TASK OBJECTIVE:
The lines to reproduce run from the one containing "Ok(changed)" through the end of the records below. Reproduce them exactly and add nothing.

(Stored data)
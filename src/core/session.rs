//! A loaded price series plus its report cache

use std::sync::Arc;
use tracing::info;

use crate::core::cache::{AnalysisCache, CacheKey, SeriesFingerprint};
use crate::core::pipeline::{AnalysisError, AnalysisPipeline, DateRange};
use crate::models::PriceSeries;
use crate::reports::AnalysisReport;
use crate::services::PriceSource;

pub struct AnalysisSession<S: PriceSource> {
    source: S,
    pipeline: AnalysisPipeline,
    series: PriceSeries,
    fingerprint: SeriesFingerprint,
    cache: AnalysisCache,
}

impl<S: PriceSource> AnalysisSession<S> {
    /// Load the source once and prepare an empty cache.
    pub fn open(source: S, pipeline: AnalysisPipeline) -> Result<Self, AnalysisError> {
        let series = source.load()?;
        let fingerprint = SeriesFingerprint::of(&series);
        info!(
            source = %source.describe(),
            points = series.len(),
            %fingerprint,
            "Opened analysis session"
        );
        Ok(Self {
            source,
            pipeline,
            series,
            fingerprint,
            cache: AnalysisCache::new(),
        })
    }

    /// Report for `range`, served from the cache when already computed.
    pub fn analyze(&mut self, range: DateRange) -> Result<Arc<AnalysisReport>, AnalysisError> {
        let key = CacheKey {
            fingerprint: self.fingerprint.clone(),
            config: *self.pipeline.config(),
            range,
        };
        let pipeline = &self.pipeline;
        let series = &self.series;
        self.cache.get_or_compute(key, || pipeline.run(series, range))
    }

    /// Re-read the source. Entries for the previous content are invalidated;
    /// returns whether the content changed.
    pub fn reload(&mut self) -> Result<bool, AnalysisError> {
        let series = self.source.load()?;
        let fingerprint = SeriesFingerprint::of(&series);
        let changed = fingerprint != self.fingerprint;

        self.cache.invalidate(&self.fingerprint);
        info!(
            source = %self.source.describe(),
            points = series.len(),
            changed,
            "Reloaded price history"
        );
        self.series = series;
        self.fingerprint = fingerprint;
        Ok(changed)
    }

    pub fn series(&self) -> &PriceSeries {
        &self.series
    }

    pub fn fingerprint(&self) -> &SeriesFingerprint {
        &self.fingerprint
    }

    pub fn cache(&self) -> &AnalysisCache {
        &self.cache
    }
}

WORKED SOLUTION:
        Ok(changed)
    }

    pub fn series(&self) -> &PriceSeries {
        &self.series
    }

    pub fn fingerprint(&self) -> &SeriesFingerprint {
        &self.fingerprint
    }

    pub fn cache(&self) -> &AnalysisCache {
        &self.cache
    }
}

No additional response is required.